Recently I purchased a basting gun. A woman from my guild had demonstrated its use, and said the magic words "it takes so much less time..."
I have a terrible time basting my quilts together! It once took me three hours to baste a 4' x 4' quilt! Every time we baste stuff together at the guild, I seem to keep up well enough, yet everyone is surprised to hear how long it takes me when I'm alone.
The basting gun fires tiny plastic tags through the layers of the quilt. They look like the tags that hold the prices onto garments you buy in the store, except they are only 1/4 of an inch long.
Some of the women in the guild still prefer to baste by hand, since they can stretch the backing tight and tape it to a table. With the gun, you can't do that, since you have to put a grid under the area being basted, so the basting is perhaps a little looser than most of them are accustomed to.
Well, it went together like a dream. Twenty minutes from start to finish, just over 100 darts went in and my quilt was basted and ready for action.
But taking it out - that was quite a different matter!
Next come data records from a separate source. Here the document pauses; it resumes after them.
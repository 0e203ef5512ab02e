//! Part files: one per chunk, written sequentially by a single owner.

use std::fs::{self, File};
use std::io::{self, BufWriter, Write};
use std::path::{Path, PathBuf};

use super::PART_SUFFIX;

/// Part file path for chunk `index`: `<dest>.part<index>`.
pub fn part_path(dest: &Path, index: usize) -> PathBuf {
    let mut o = dest.as_os_str().to_owned();
    o.push(format!("{}{}", PART_SUFFIX, index));
    PathBuf::from(o)
}

/// Sequential writer for one part file. Each attempt recreates the file, so a
/// retried chunk never keeps bytes from a failed attempt.
pub struct PartWriter {
    inner: BufWriter<File>,
    written: u64,
}

impl PartWriter {
    pub fn create(path: &Path) -> io::Result<Self> {
        let file = File::options()
            .write(true)
            .create(true)
            .truncate(true)
            .open(path)?;
        Ok(Self {
            inner: BufWriter::new(file),
            written: 0,
        })
    }

    /// Append `data`; safe to call many times with small buffers.
    pub fn append(&mut self, data: &[u8]) -> io::Result<()> {
        self.inner.write_all(data)?;
        self.written += data.len() as u64;
        Ok(())
    }

    pub fn written(&self) -> u64 {
        self.written
    }

    /// Flush buffered bytes and close the file.
    pub fn finish(mut self) -> io::Result<u64> {
        self.inner.flush()?;
        Ok(self.written)
    }
}

/// Removes part files `0..count` of `dest`. Missing files are not an error.
/// Returns how many files were actually removed.
pub fn remove_parts(dest: &Path, count: usize) -> usize {
    let mut removed = 0;
    for index in 0..count {
        let p = part_path(dest, index);
        match fs::remove_file(&p) {
            Ok(()) => removed += 1,
            Err(e) if e.kind() == io::ErrorKind::NotFound => {}
            Err(e) => tracing::warn!(path = %p.display(), error = %e, "failed to remove part file"),
        }
    }
    removed
}

/// Removes every `<dest>.part*` file in `dest`'s directory, whatever its index.
/// Used before a download starts, to clear leftovers of a crashed run.
pub fn remove_stray_parts(dest: &Path) -> io::Result<usize> {
    let Some(name) = dest.file_name().and_then(|n| n.to_str()) else {
        return Ok(0);
    };
    let prefix = format!("{}{}", name, PART_SUFFIX);
    let dir = match dest.parent() {
        Some(p) if !p.as_os_str().is_empty() => p.to_path_buf(),
        _ => PathBuf::from("."),
    };

    let entries = match fs::read_dir(&dir) {
        Ok(e) => e,
        Err(e) if e.kind() == io::ErrorKind::NotFound => return Ok(0),
        Err(e) => return Err(e),
    };

    let mut removed = 0;
    for entry in entries {
        let entry = entry?;
        let file_name = entry.file_name();
        let Some(file_name) = file_name.to_str() else {
            continue;
        };
        if file_name.starts_with(&prefix) {
            fs::remove_file(entry.path())?;
            removed += 1;
        }
    }
    Ok(removed)
}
One hundred darts went in, but it seemed like thousands when it came to taking them out! And to add insult to injury, my backing fabric was a molleton, and about twenty of the darts had simply slipped inside the quilt, so I was only able to remove half the dart! I'm sure the other halves will eventually work themselves loose, and the recipients of this particular quilt will simply find it odd that I hadn't thought to remove these things...
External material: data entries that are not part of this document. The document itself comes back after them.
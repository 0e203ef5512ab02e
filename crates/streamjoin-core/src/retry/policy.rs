use std::time::Duration;

/// High-level classification of an error for retry purposes.
#[derive(Debug, Clone, Copy, PartialEq, Eq)]
pub enum ErrorKind {
    /// Operation timed out (connect/read).
    Timeout,
    /// Server asked us to slow down (e.g. 429, 503).
    Throttled,
    /// Network-level failure (connection reset, DNS, short body, etc.).
    Connection,
    /// Server error status (5xx).
    Http5xx(u16),
    /// Server answered a ranged GET without 206.
    RangeRejected,
    /// Any other error (not retried).
    Other,
}

impl ErrorKind {
    pub fn is_retryable(self) -> bool {
        !matches!(self, ErrorKind::Other)
    }
}

/// Decision returned by the retry policy.
#[derive(Debug, Clone, Copy, PartialEq, Eq)]
pub enum RetryDecision {
    /// Do not retry this error.
    NoRetry,
    /// Retry after the given delay.
    RetryAfter(Duration),
}

/// Linear backoff with a growing per-attempt timeout.
///
/// Attempt `n` (1-based) runs with a timeout of `attempt_timeout * n`; after it
/// fails the next attempt waits `backoff_step * n`, capped at `max_delay`.
#[derive(Debug, Clone, Copy, PartialEq)]
pub struct RetryPolicy {
    /// Maximum number of attempts (including the first).
    pub max_attempts: u32,
    /// Timeout of the first attempt.
    pub attempt_timeout: Duration,
    /// Backoff unit; multiplied by the attempt number.
    pub backoff_step: Duration,
    /// Upper bound on backoff delay.
    pub max_delay: Duration,
}

impl Default for RetryPolicy {
    fn default() -> Self {
        Self {
            max_attempts: 5,
            attempt_timeout: Duration::from_secs(30),
            backoff_step: Duration::from_secs(2),
            max_delay: Duration::from_secs(30),
        }
    }
}

impl RetryPolicy {
    /// Timeout for the given 1-based attempt.
    pub fn timeout_for(&self, attempt: u32) -> Duration {
        self.attempt_timeout.saturating_mul(attempt.max(1))
    }

    /// Backoff delay after the given 1-based attempt failed.
    pub fn delay_after(&self, attempt: u32) -> Duration {
        self.backoff_step
            .saturating_mul(attempt.max(1))
            .min(self.max_delay)
    }

    /// Decide what to do after `attempt` (1-based) failed with `kind`.
    pub fn decide(&self, attempt: u32, kind: ErrorKind) -> RetryDecision {
        if attempt >= self.max_attempts || !kind.is_retryable() {
            return RetryDecision::NoRetry;
        }
        RetryDecision::RetryAfter(self.delay_after(attempt))
    }
}

#[cfg(test)]
mod tests {
    use super::*;

    #[test]
    fn no_retry_for_other() {
        let p = RetryPolicy::default();
        assert_eq!(p.decide(1, ErrorKind::Other), RetryDecision::NoRetry);
    }

    #[test]
    fn backoff_is_linear_in_attempt() {
        let p = RetryPolicy::default();
        assert_eq!(
            p.decide(1, ErrorKind::Timeout),
            RetryDecision::RetryAfter(Duration::from_secs(2))
        );
        assert_eq!(
            p.decide(2, ErrorKind::RangeRejected),
            RetryDecision::RetryAfter(Duration::from_secs(4))
        );
        assert_eq!(
            p.decide(4, ErrorKind::Connection),
            RetryDecision::RetryAfter(Duration::from_secs(8))
        );
    }

    #[test]
    fn backoff_is_capped() {
        let mut p = RetryPolicy::default();
        p.max_attempts = 100;
        assert_eq!(p.delay_after(50), p.max_delay);
    }

    #[test]
    fn timeout_grows_with_attempt() {
        let p = RetryPolicy::default();
        assert_eq!(p.timeout_for(1), Duration::from_secs(30));
        assert_eq!(p.timeout_for(3), Duration::from_secs(90));
    }

    #[test]
    fn respects_max_attempts() {
        let mut p = RetryPolicy::default();
        p.max_attempts = 3;
        assert!(matches!(
            p.decide(1, ErrorKind::Throttled),
            RetryDecision::RetryAfter(_)
        ));
        assert!(matches!(
            p.decide(2, ErrorKind::Throttled),
            RetryDecision::RetryAfter(_)
        ));
        assert_eq!(p.decide(3, ErrorKind::Throttled), RetryDecision::NoRetry);
    }
}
Next time, I'll be more precise in my placement. Go in straight lines instead of going "pow! pow! pow!" willy-nilly!
And there still remains the problem of finding the removal tool: Nobody seems to stock it! It looks like a seam ripper with two long sides, or a cuticle pusher with a slot in the middle. I came uncomfortably close to snipping my fabric when removing the darts and am now looking high and low to find this remover tool. Funny that the quilt supply shops will sell the gun, the barbs, the grid, and replacement needles, but not the tool to remove the darts!
Saturday, December 19, 2009
Monday, December 7, 2009
The Remains of the Quilting Classes
About four years ago, I was away from my job due to a severe depression. While I was recovering, I started quilting. One day I decided it would be a good idea to try and interest teenagers or pre-teens in quilting.
A girlfriend of mine happened to be a teacher in an elementary school around the corner from me. Budgets for the arts had of course been slashed, but for most of one year I got to take my friend's class once a week for an hour and try to get them interested in quilting. I had time, I had a friend to help me, I was chock full of ideas and enthusiasm.
Here in Quebec the curriculum is what they call "integrated" - has nothing to do with the color of the students... It means that in English class you learn your science vocabulary, in social studies you do mathematical trends, basically you try to integrate every subject into every other subject. The way life is.
We decided the quilts the children would make would be related to their social studies curriculum. That year the children were learning about the Inuit, so they made little 8x8 quilts with scenes depicting Inuit life.
I showed overheads and slides and movies to them, going back to the earliest know examples of quilting (ancient Egypt). I taught them "guy" stuff - like quilted armor. They learned to convert centimeters to inches, because the biggest quilt suppliers are in the States and you have to work in inches or at least know what they are - that meant they learned about market size. Once, when I was handing out small frames they needed to assemble, one girl asked me how did you know which part of the frame went into which part, and we even had a quick discussion of "male" and "female" adaptors. Half the class giggled, half the class shrieked "EEEEEW!" So I shook my head in amazement that one could even integrate sex education into the quilting class!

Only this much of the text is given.